7.  Finalmente, como en otras ocasiones ha dicho esta Sala, si la  administración de justicia adopta decisiones adversas a las  peticiones o a los intereses de quienes a ella concurren, no por ello  puede concluirse que se han conculcado derechos fundamentales, en la  medida que sus providencias sean proferidas por los funcionarios  competentes y se sujeten a los cánones constitucionales y  legales que reglan su actividad, y sin tal violación, la  acción de tutela se torna improcedente.  

8.  Así  las cosas, se concluye que en el presente  caso no es posible acceder a la petición de amparo, por lo que  se negará por improcedente, como previamente se había  anunciado.  

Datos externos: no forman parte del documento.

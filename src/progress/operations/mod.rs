pub mod categories;
pub mod users;
pub mod words;
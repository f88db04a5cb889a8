use std::collections::HashSet;
use std::fmt;
use std::str::FromStr;

use rand::seq::SliceRandom;
use rand::Rng;
use serde::{Deserialize, Serialize};
use thiserror::Error;

use crate::constants::ANSWER_DISTRACTORS;
use crate::progress::operations::words::Word;

use super::interval::is_due;

#[derive(Debug, Clone, Copy, PartialEq, Eq, Hash, Default, Serialize, Deserialize)]
#[serde(rename_all = "lowercase")]
pub enum Mode {
    New,
    Review,
    #[default]
    Mixed,
}

impl Mode {
    pub fn as_str(self) -> &'static str {
        match self {
            Mode::New => "new",
            Mode::Review => "review",
            Mode::Mixed => "mixed",
        }
    }
}

impl fmt::Display for Mode {
    fn fmt(&self, f: &mut fmt::Formatter<'_>) -> fmt::Result {
        f.write_str(self.as_str())
    }
}

#[derive(Debug, Clone, PartialEq, Eq, Error)]
#[error("unknown learning mode: {0}")]
pub struct ParseModeError(String);

impl FromStr for Mode {
    type Err = ParseModeError;

    fn from_str(s: &str) -> Result<Self, Self::Err> {
        match s.trim().to_ascii_lowercase().as_str() {
            "new" => Ok(Mode::New),
            "review" => Ok(Mode::Review),
            "mixed" => Ok(Mode::Mixed),
            other => Err(ParseModeError(other.to_string())),
        }
    }
}

fn in_selection<'a>(
    words: &'a [Word],
    selected_category_ids: &'a [String],
) -> impl Iterator<Item = &'a Word> + 'a {
    words
        .iter()
        .filter(move |w| selected_category_ids.contains(&w.category_id))
}

fn new_words(words: &[Word], selected_category_ids: &[String]) -> Vec<Word> {
    in_selection(words, selected_category_ids)
        .filter(|w| w.is_new())
        .cloned()
        .collect()
}

fn review_words(words: &[Word], selected_category_ids: &[String], now_ms: i64) -> Vec<Word> {
    in_selection(words, selected_category_ids)
        .filter(|w| !w.is_new() && is_due(w, now_ms))
        .cloned()
        .collect()
}

/// Candidate words for a session. Mixed mode lists new words first, then due reviews.
pub fn select_pool(
    words: &[Word],
    selected_category_ids: &[String],
    mode: Mode,
    now_ms: i64,
) -> Vec<Word> {
    match mode {
        Mode::New => new_words(words, selected_category_ids),
        Mode::Review => review_words(words, selected_category_ids, now_ms),
        Mode::Mixed => {
            let mut pool = new_words(words, selected_category_ids);
            pool.extend(review_words(words, selected_category_ids, now_ms));
            pool
        }
    }
}

/// 从候选池中均匀随机选取下一个单词；池为空时返回 `None`。
pub fn pick_next<'a, R: Rng + ?Sized>(pool: &'a [Word], rng: &mut R) -> Option<&'a Word> {
    pool.choose(rng)
}

/// Multiple-choice options: the correct answer plus up to three distinct
/// originals taken from the rest of the word list, in random order.
pub fn answer_options<R: Rng + ?Sized>(words: &[Word], correct: &str, rng: &mut R) -> Vec<String> {
    let mut seen = HashSet::new();
    let mut distractors: Vec<&str> = words
        .iter()
        .map(|w| w.original.as_str())
        .filter(|original| *original != correct && seen.insert(*original))
        .collect();

    distractors.shuffle(rng);
    distractors.truncate(ANSWER_DISTRACTORS);

    let mut options = Vec::with_capacity(distractors.len() + 1);
    options.push(correct.to_string());
    options.extend(distractors.into_iter().map(str::to_string));
    options.shuffle(rng);
    options
}

/// Free-text answer check: surrounding whitespace and case are ignored.
pub fn check_answer(word: &Word, answer: &str) -> bool {
    answer.trim().to_lowercase() == word.original.to_lowercase()
}
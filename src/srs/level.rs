use crate::constants::MAX_LEVEL;
use crate::progress::operations::words::Word;

/// Result of showing a card to the user.
#[derive(Debug, Clone, Copy, PartialEq, Eq)]
pub enum Outcome {
    Remember,
    Repeat,
}

pub fn on_remember(word: &Word, now_ms: i64) -> Word {
    with_level(word, word.level.saturating_add(1), now_ms)
}

pub fn on_repeat(word: &Word, now_ms: i64) -> Word {
    with_level(word, word.level.saturating_sub(1), now_ms)
}

pub fn apply(word: &Word, outcome: Outcome, now_ms: i64) -> Word {
    match outcome {
        Outcome::Remember => on_remember(word, now_ms),
        Outcome::Repeat => on_repeat(word, now_ms),
    }
}

/// Copy of `word` at `level` (capped at the top level), stamped as reviewed at `now_ms`.
pub fn with_level(word: &Word, level: u8, now_ms: i64) -> Word {
    Word {
        level: level.min(MAX_LEVEL),
        last_reviewed: now_ms,
        ..word.clone()
    }
}
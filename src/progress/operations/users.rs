use serde::{Deserialize, Serialize};

use crate::constants::{GUEST_USER_ID, GUEST_USER_NAME};
use crate::progress::ProgressStore;
use crate::srs::streak::raise_best_streak;
use crate::store::{self, keys, Persistence, StoreError};

#[derive(Debug, Clone, PartialEq, Eq, Serialize, Deserialize)]
#[serde(rename_all = "camelCase")]
pub struct User {
    pub id: String,
    pub name: String,
    pub daily_goal: u32,
    pub current_streak: u32,
    pub best_streak: u32,
    pub last_active: i64,
}

impl User {
    /// Profile created on first launch: today counts as day one.
    pub fn guest(daily_goal: u32, now_ms: i64) -> Self {
        Self {
            id: GUEST_USER_ID.to_string(),
            name: GUEST_USER_NAME.to_string(),
            daily_goal,
            current_streak: 1,
            best_streak: 1,
            last_active: now_ms,
        }
    }
}

/// 部分更新：仅覆盖提供的字段
#[derive(Debug, Clone, Default, Serialize, Deserialize)]
#[serde(rename_all = "camelCase")]
pub struct UserUpdate {
    pub name: Option<String>,
    pub daily_goal: Option<u32>,
    pub current_streak: Option<u32>,
    pub best_streak: Option<u32>,
    pub last_active: Option<i64>,
}

impl UserUpdate {
    fn apply_to(self, user: &mut User) {
        if let Some(name) = self.name {
            user.name = name;
        }
        if let Some(daily_goal) = self.daily_goal {
            user.daily_goal = daily_goal;
        }
        if let Some(current_streak) = self.current_streak {
            user.current_streak = current_streak;
        }
        if let Some(best_streak) = self.best_streak {
            user.best_streak = best_streak;
        }
        if let Some(last_active) = self.last_active {
            user.last_active = last_active;
        }
    }
}

impl<P: Persistence> ProgressStore<P> {
    pub fn update_user(&mut self, update: UserUpdate) -> Result<&User, StoreError> {
        let mut user = self.user.clone();
        update.apply_to(&mut user);
        raise_best_streak(&mut user);
        store::save_value(&mut self.backend, keys::USER, &user)?;
        self.user = user;
        tracing::debug!(
            current_streak = self.user.current_streak,
            best_streak = self.user.best_streak,
            "User profile updated"
        );
        Ok(&self.user)
    }

    pub(crate) fn persist_user(&mut self) -> Result<(), StoreError> {
        store::save_value(&mut self.backend, keys::USER, &self.user)
    }
}
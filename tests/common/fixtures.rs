use flashcard_progress::store::{self, keys};
use flashcard_progress::{MemoryStore, ProgressOptions, ProgressStore, Store, User, Word};
use tempfile::TempDir;

pub const NOW: i64 = 1_700_000_000_000;
pub const DAY: i64 = 86_400_000;

pub fn word(id: &str, original: &str, category_id: &str, level: u8, last_reviewed: i64) -> Word {
    Word {
        id: id.to_string(),
        original: original.to_string(),
        translation: format!("{original}-tr"),
        category_id: category_id.to_string(),
        level,
        last_reviewed,
        created_at: NOW - 30 * DAY,
    }
}

pub fn user(current_streak: u32, best_streak: u32, last_active: i64) -> User {
    User {
        id: "u1".to_string(),
        name: "Learner".to_string(),
        daily_goal: 15,
        current_streak,
        best_streak,
        last_active,
    }
}

pub fn unseeded() -> ProgressOptions {
    ProgressOptions {
        seed_on_empty: false,
        ..ProgressOptions::default()
    }
}

pub fn memory_with_user(saved: &User) -> MemoryStore {
    let mut backend = MemoryStore::new();
    store::save_value(&mut backend, keys::USER, saved).expect("save user");
    backend
}

pub fn open_sled(dir: &TempDir, now_ms: i64) -> ProgressStore<Store> {
    let path = dir.path().join("progress-db");
    let backend = Store::open(path.to_str().expect("utf-8 path")).expect("open sled store");
    ProgressStore::open_at(backend, &ProgressOptions::default(), now_ms).expect("load progress")
}
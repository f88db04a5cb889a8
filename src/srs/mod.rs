//! 间隔重复调度：复习间隔、候选池选择、等级变化与连续打卡计算。
//!
//! Everything here is pure and operates on borrowed snapshots; persistence
//! happens in [`crate::progress::ProgressStore`].

pub mod interval;
pub mod level;
pub mod pool;
pub mod streak;

pub use interval::{is_due, next_review_interval};
pub use level::{on_remember, on_repeat, Outcome};
pub use pool::{answer_options, check_answer, pick_next, select_pool, Mode, ParseModeError};
pub use streak::{raise_best_streak, reconcile_streak};
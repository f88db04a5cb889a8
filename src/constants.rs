/// 每天毫秒数
pub const MS_PER_DAY: i64 = 86_400_000;

/// 复习间隔表（天），按熟练度等级索引
pub const REVIEW_INTERVALS_DAYS: [i64; 6] = [0, 1, 3, 7, 16, 30];

/// 最高熟练度等级
pub const MAX_LEVEL: u8 = 5;

/// 判断"昨天是否活跃"时允许的时钟抖动（毫秒）
pub const STREAK_TOLERANCE_MS: i64 = 10_000;

/// 选择题中干扰项的最大数量
pub const ANSWER_DISTRACTORS: usize = 3;

/// 默认每日学习目标
pub const DEFAULT_DAILY_GOAL: u32 = 20;

pub const GUEST_USER_ID: &str = "guest";
pub const GUEST_USER_NAME: &str = "Guest";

En  mérito de lo expuesto, la Corte  Suprema de Justicia, en Sala de Decisión Penal de Tutelas n.°  2,  administrando justicia en nombre de la República y por  autoridad de la Ley,  

RESUELVE  

1.  NEGAR  la acción de tutela promovida por los ciudadanos WILSON  ALBERTO LOAIZA RENDÓN,  ADALBERTO  ESCOBAR ESCOBAR  y JAVIER  ANTONIO ROJAS PÉREZ,  por las razones expuestas en la parte motiva.  

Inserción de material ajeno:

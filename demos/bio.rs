//! Profile Store
//!
//! This example demonstrates a store over a composite state.
//!
//! Key concepts:
//! - Reducers return a new state built from the old one
//! - Actions carry only the fields they need
//! - A named store configured through `StoreBuilder`
//!
//! Run with: cargo run --example bio

use reducto::{action_enum, Reducer, StoreBuilder};
use serde::{Deserialize, Serialize};
use tracing::Level;

#[derive(Clone, PartialEq, Debug, Default, Serialize, Deserialize)]
struct Profile {
    num: i64,
    name: String,
    age: Option<u32>,
}

action_enum! {
    enum ProfileAction {
        UpdateBio { name: String, age: u32 } => "UPDATE_BIO",
        IncrementNum { incrementer: i64 } => "INCREMENT_NUM",
    }
}

fn main() -> Result<(), Box<dyn std::error::Error>> {
    tracing_subscriber::fmt().with_max_level(Level::DEBUG).init();

    println!("=== Profile Store Example ===\n");

    let store = StoreBuilder::new()
        .name("profile")
        .reducer(Reducer::new(|profile: &Profile, action: &ProfileAction| {
            match action {
                ProfileAction::UpdateBio { name, age } => Profile {
                    name: name.clone(),
                    age: Some(*age),
                    ..profile.clone()
                },
                ProfileAction::IncrementNum { incrementer } => Profile {
                    num: profile.num + incrementer,
                    ..profile.clone()
                },
            }
        }))
        .initial(Profile::default())
        .build()?;

    let weak = store.downgrade();
    store.subscribe(move || {
        let Some(store) = weak.upgrade() else {
            return;
        };
        match serde_json::to_string(&*store.get_state()) {
            Ok(json) => println!("state is now {json}"),
            Err(err) => eprintln!("could not render state: {err}"),
        }
    });

    store.dispatch(ProfileAction::UpdateBio {
        name: "Zak".to_string(),
        age: 17,
    })?;
    store.dispatch(ProfileAction::IncrementNum { incrementer: 5 })?;

    println!("\nFinal state: {:?}", store.get_state());
    println!("Metadata: {}", serde_json::to_string_pretty(&store.metadata())?);

    println!("\n=== Example Complete ===");
    Ok(())
}
//! Listener registrations and the handles that remove them.

use crate::store::error::ListenerError;
use crate::store::sync::{read, write};
use std::fmt;
use std::sync::atomic::{AtomicU64, Ordering};
use std::sync::{Arc, RwLock, Weak};
use tracing::trace;

/// Type-erased listener as stored by the store.
pub(crate) type Listener = Arc<dyn Fn() -> Result<(), ListenerError> + Send + Sync>;

/// Identifier of a single listener registration.
///
/// Registering the same closure twice yields two distinct ids.
#[derive(Clone, Copy, Debug, PartialEq, Eq, Hash, PartialOrd, Ord)]
pub struct ListenerId(u64);

impl fmt::Display for ListenerId {
    fn fmt(&self, f: &mut fmt::Formatter<'_>) -> fmt::Result {
        write!(f, "listener-{}", self.0)
    }
}

/// Ordered listener registrations of one store.
pub(crate) struct ListenerList {
    entries: RwLock<Vec<(ListenerId, Listener)>>,
    next_id: AtomicU64,
}

impl ListenerList {
    pub(crate) fn new() -> Self {
        Self {
            entries: RwLock::new(Vec::new()),
            next_id: AtomicU64::new(0),
        }
    }

    pub(crate) fn push(&self, listener: Listener) -> ListenerId {
        let id = ListenerId(self.next_id.fetch_add(1, Ordering::SeqCst));
        write(&self.entries).push((id, listener));
        id
    }

    pub(crate) fn remove(&self, id: ListenerId) -> bool {
        let mut entries = write(&self.entries);
        match entries.iter().position(|(entry, _)| *entry == id) {
            Some(index) => {
                entries.remove(index);
                true
            }
            None => false,
        }
    }

    /// Copy of the registrations in order, so listeners run without the
    /// list locked and may subscribe or unsubscribe themselves.
    pub(crate) fn snapshot(&self) -> Vec<(ListenerId, Listener)> {
        read(&self.entries).clone()
    }

    pub(crate) fn len(&self) -> usize {
        read(&self.entries).len()
    }
}

/// Capability to remove one listener registration.
///
/// Returned by [`Store::subscribe`](crate::store::Store::subscribe). Dropping
/// the handle does not remove the listener; call [`unsubscribe`](Self::unsubscribe).
pub struct Subscription {
    id: ListenerId,
    listeners: Weak<ListenerList>,
}

impl Subscription {
    pub(crate) fn new(id: ListenerId, listeners: &Arc<ListenerList>) -> Self {
        Self {
            id,
            listeners: Arc::downgrade(listeners),
        }
    }

    /// Identifier of the registration this handle controls.
    pub fn id(&self) -> ListenerId {
        self.id
    }

    /// Remove the listener from its store.
    ///
    /// Returns `false` if the registration was already gone or the store has
    /// been dropped. A dispatch already notifying listeners is not affected.
    pub fn unsubscribe(self) -> bool {
        let removed = self
            .listeners
            .upgrade()
            .is_some_and(|listeners| listeners.remove(self.id));
        trace!(listener = %self.id, removed, "unsubscribe");
        removed
    }
}

impl fmt::Debug for Subscription {
    fn fmt(&self, f: &mut fmt::Formatter<'_>) -> fmt::Result {
        f.debug_struct("Subscription").field("id", &self.id).finish()
    }
}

2.  En  caso de no ser impugnada la presente decisión, REMITIR  las diligencias a la Corte Constitucional para su eventual revisión.  

NOTIFÍQUESE  Y CÚMPLASE  

FERNANDO  ALBERTO CASTRO CABALLERO  

JOSÉ  LUIS BARCELÓ CAMACHO  

LUIS  ANTONIO HERNÁNDEZ BARBOSA  

NUBIA  YOLANDA NOVA GARCÍA  

Secretaria  

1          Ver          folios 62 a 63 del Cuaderno Original Principal de Tutela de Primera          Instancia.  

2          Ver          folios 85 a 95. Ibídem.  

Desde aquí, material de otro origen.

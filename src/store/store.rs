//! The store: a single state cell driven by a reducer.

use crate::core::{Action, Reducer};
use crate::store::error::{ListenerError, StoreError};
use crate::store::metadata::StoreMetadata;
use crate::store::subscription::{Listener, ListenerList, Subscription};
use crate::store::sync::{lock, read, write};
use std::convert::Infallible;
use std::sync::{Arc, Mutex, RwLock, Weak};
use std::thread::{self, ThreadId};
use tracing::{debug, trace, warn};

/// Current state plus its bookkeeping, swapped together on commit.
struct Committed<S> {
    state: Arc<S>,
    metadata: StoreMetadata,
}

struct Inner<S, A, E> {
    reducer: Reducer<S, A, E>,
    committed: RwLock<Committed<S>>,
    listeners: Arc<ListenerList>,
    label: String,
    // Serializes dispatches across threads.
    gate: Mutex<()>,
    // Thread currently inside `dispatch`, to reject re-entry from listeners.
    dispatching: Mutex<Option<ThreadId>>,
}

/// Predictable state container.
///
/// A store owns one current state, one reducer fixed at construction and an
/// ordered list of listeners. The only way to change the state is
/// [`dispatch`](Self::dispatch), so the current state is always the left fold
/// of the reducer over the initial state and every committed action.
///
/// Cloning a store is cheap and yields another handle to the same container.
/// A listener that reads state should capture a [`WeakStore`] from
/// [`downgrade`](Self::downgrade): a `Store` clone held by one of its own
/// listeners keeps the container alive after every other handle is gone.
///
/// # Listener failures
///
/// Notification is fail-fast: the first listener that returns an error (or
/// panics) stops the loop for that dispatch and the error reaches the caller.
/// The transition itself stays committed.
///
/// # Example
///
/// ```rust
/// use reducto::core::{Action, Reducer};
/// use reducto::store::Store;
/// use std::sync::atomic::{AtomicUsize, Ordering};
/// use std::sync::Arc;
///
/// #[derive(Debug)]
/// enum CounterAction {
///     Increment,
///     Decrement,
/// }
///
/// impl Action for CounterAction {
///     fn kind(&self) -> &str {
///         match self {
///             Self::Increment => "INCREMENT",
///             Self::Decrement => "DECREMENT",
///         }
///     }
/// }
///
/// let store = Store::new(
///     Reducer::new(|count: &i64, action: &CounterAction| match action {
///         CounterAction::Increment => count + 1,
///         CounterAction::Decrement => count - 1,
///     }),
///     0,
/// );
///
/// let calls = Arc::new(AtomicUsize::new(0));
/// let seen = Arc::clone(&calls);
/// let subscription = store.subscribe(move || {
///     seen.fetch_add(1, Ordering::SeqCst);
/// });
///
/// store.dispatch(CounterAction::Increment).unwrap();
/// store.dispatch(CounterAction::Increment).unwrap();
/// assert_eq!(*store.get_state(), 2);
///
/// subscription.unsubscribe();
/// store.dispatch(CounterAction::Decrement).unwrap();
/// assert_eq!(*store.get_state(), 1);
/// assert_eq!(calls.load(Ordering::SeqCst), 2);
/// ```
pub struct Store<S, A, E = Infallible> {
    inner: Arc<Inner<S, A, E>>,
}

impl<S, A, E> Store<S, A, E>
where
    S: Send + Sync + 'static,
    A: Action,
{
    /// Create a store whose current state is `initial`.
    pub fn new(reducer: Reducer<S, A, E>, initial: S) -> Self {
        Self::with_metadata(reducer, initial, StoreMetadata::new(None))
    }

    pub(crate) fn with_metadata(
        reducer: Reducer<S, A, E>,
        initial: S,
        metadata: StoreMetadata,
    ) -> Self {
        let label = metadata.label();
        debug!(store = %label, "store created");
        Self {
            inner: Arc::new(Inner {
                reducer,
                committed: RwLock::new(Committed {
                    state: Arc::new(initial),
                    metadata,
                }),
                listeners: Arc::new(ListenerList::new()),
                label,
                gate: Mutex::new(()),
                dispatching: Mutex::new(None),
            }),
        }
    }

    /// Apply `action` and notify every listener in subscription order.
    ///
    /// The new state replaces the old one even when the reducer returned an
    /// equal value. If the reducer fails, the state is left untouched and no
    /// listener runs. Dispatches on one store never interleave; a dispatch
    /// issued by a listener of the same store on the dispatching thread is
    /// rejected with [`StoreError::ReentrantDispatch`].
    pub fn dispatch(&self, action: A) -> Result<(), StoreError<E>> {
        let inner = &*self.inner;
        let this_thread = thread::current().id();

        if *lock(&inner.dispatching) == Some(this_thread) {
            warn!(store = %inner.label, action = action.kind(), "re-entrant dispatch rejected");
            return Err(StoreError::ReentrantDispatch {
                action: action.kind().to_string(),
            });
        }

        let _gate = lock(&inner.gate);
        let _owner = DispatchOwner::claim(&inner.dispatching, this_thread);

        let current = Arc::clone(&read(&inner.committed).state);
        let next = match inner.reducer.reduce(&current, &action) {
            Ok(next) => next,
            Err(source) => {
                warn!(store = %inner.label, action = action.kind(), "reducer rejected action");
                return Err(StoreError::Reducer {
                    action: action.kind().to_string(),
                    source,
                });
            }
        };

        let sequence = {
            let mut committed = write(&inner.committed);
            committed.state = Arc::new(next);
            committed.metadata.record_commit()
        };
        debug!(store = %inner.label, action = action.kind(), sequence, "state committed");

        for (position, (id, listener)) in inner.listeners.snapshot().into_iter().enumerate() {
            trace!(store = %inner.label, listener = %id, position, "notifying listener");
            if let Err(source) = listener() {
                warn!(
                    store = %inner.label,
                    action = action.kind(),
                    listener = %id,
                    position,
                    error = %source,
                    "listener failed, remaining listeners skipped"
                );
                return Err(StoreError::Listener {
                    action: action.kind().to_string(),
                    position,
                    source,
                });
            }
        }

        Ok(())
    }

    /// Register a listener, invoked after every committed transition.
    ///
    /// The same closure may be registered more than once; each registration
    /// is notified separately.
    pub fn subscribe<F>(&self, listener: F) -> Subscription
    where
        F: Fn() + Send + Sync + 'static,
    {
        self.register(Arc::new(move || {
            listener();
            Ok(())
        }))
    }

    /// Register a listener that can fail.
    ///
    /// An error stops notification for the current dispatch and is returned
    /// from [`dispatch`](Self::dispatch) as [`StoreError::Listener`].
    pub fn try_subscribe<F, LE>(&self, listener: F) -> Subscription
    where
        F: Fn() -> Result<(), LE> + Send + Sync + 'static,
        LE: Into<ListenerError>,
    {
        self.register(Arc::new(move || listener().map_err(Into::into)))
    }

    pub(crate) fn register(&self, listener: Listener) -> Subscription {
        let id = self.inner.listeners.push(listener);
        trace!(store = %self.inner.label, listener = %id, "subscribed");
        Subscription::new(id, &self.inner.listeners)
    }

    /// Shared handle to the current state.
    ///
    /// Calls with no dispatch in between return the same allocation.
    pub fn get_state(&self) -> Arc<S> {
        Arc::clone(&read(&self.inner.committed).state)
    }

    /// Number of active listener registrations.
    pub fn listener_count(&self) -> usize {
        self.inner.listeners.len()
    }

    /// Snapshot of the store's bookkeeping.
    pub fn metadata(&self) -> StoreMetadata {
        read(&self.inner.committed).metadata.clone()
    }

    /// Non-owning handle to this store.
    pub fn downgrade(&self) -> WeakStore<S, A, E> {
        WeakStore {
            inner: Arc::downgrade(&self.inner),
        }
    }
}

impl<S, A, E> Clone for Store<S, A, E> {
    fn clone(&self) -> Self {
        Self {
            inner: Arc::clone(&self.inner),
        }
    }
}

/// Non-owning handle to a [`Store`], for use inside its listeners.
///
/// # Example
///
/// ```rust
/// use reducto::{action_enum, Reducer, Store};
///
/// action_enum! {
///     enum Tick {
///         Tick => "TICK",
///     }
/// }
///
/// let store = Store::new(Reducer::new(|n: &u32, _: &Tick| n + 1), 0);
/// let weak = store.downgrade();
/// store.subscribe(move || {
///     if let Some(store) = weak.upgrade() {
///         println!("ticks: {}", store.get_state());
///     }
/// });
///
/// store.dispatch(Tick::Tick).unwrap();
/// ```
pub struct WeakStore<S, A, E = Infallible> {
    inner: Weak<Inner<S, A, E>>,
}

impl<S, A, E> WeakStore<S, A, E> {
    /// Owning handle, or `None` once every `Store` handle has been dropped.
    pub fn upgrade(&self) -> Option<Store<S, A, E>> {
        self.inner.upgrade().map(|inner| Store { inner })
    }
}

impl<S, A, E> Clone for WeakStore<S, A, E> {
    fn clone(&self) -> Self {
        Self {
            inner: Weak::clone(&self.inner),
        }
    }
}

/// Marks the current thread as dispatching until dropped, including on unwind.
struct DispatchOwner<'a> {
    slot: &'a Mutex<Option<ThreadId>>,
}

impl<'a> DispatchOwner<'a> {
    fn claim(slot: &'a Mutex<Option<ThreadId>>, thread: ThreadId) -> Self {
        *lock(slot) = Some(thread);
        Self { slot }
    }
}

impl Drop for DispatchOwner<'_> {
    fn drop(&mut self) {
        *lock(self.slot) = None;
    }
}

3          Ver          folios 80 a 117 y 119. Ibídem.  

4          Ver          folios 6 a 20. Ibídem.  

5          Ver          folios 125 a 126. Ibídem.  

6          Ver          folios 72 a 73. Ibídem.  

7          Ver          folios 137 a 138 y 215 a 216. Ibídem.  

8          Ver          folios 77 a 82. Ibídem.  

9          Ver          folio 142 y 220. Ibídem.  

10          Ver          folios 146 a 148 y 193 a 195. Ibídem.  

11          Ver          folio 177 y 224. Ibídem.  

12          Ver          folios 226 a 227 y 229 a 230. Ibídem.  

13          Ver          folio 233. Ibídem.  

14          Ver          folio 60A. Ibídem.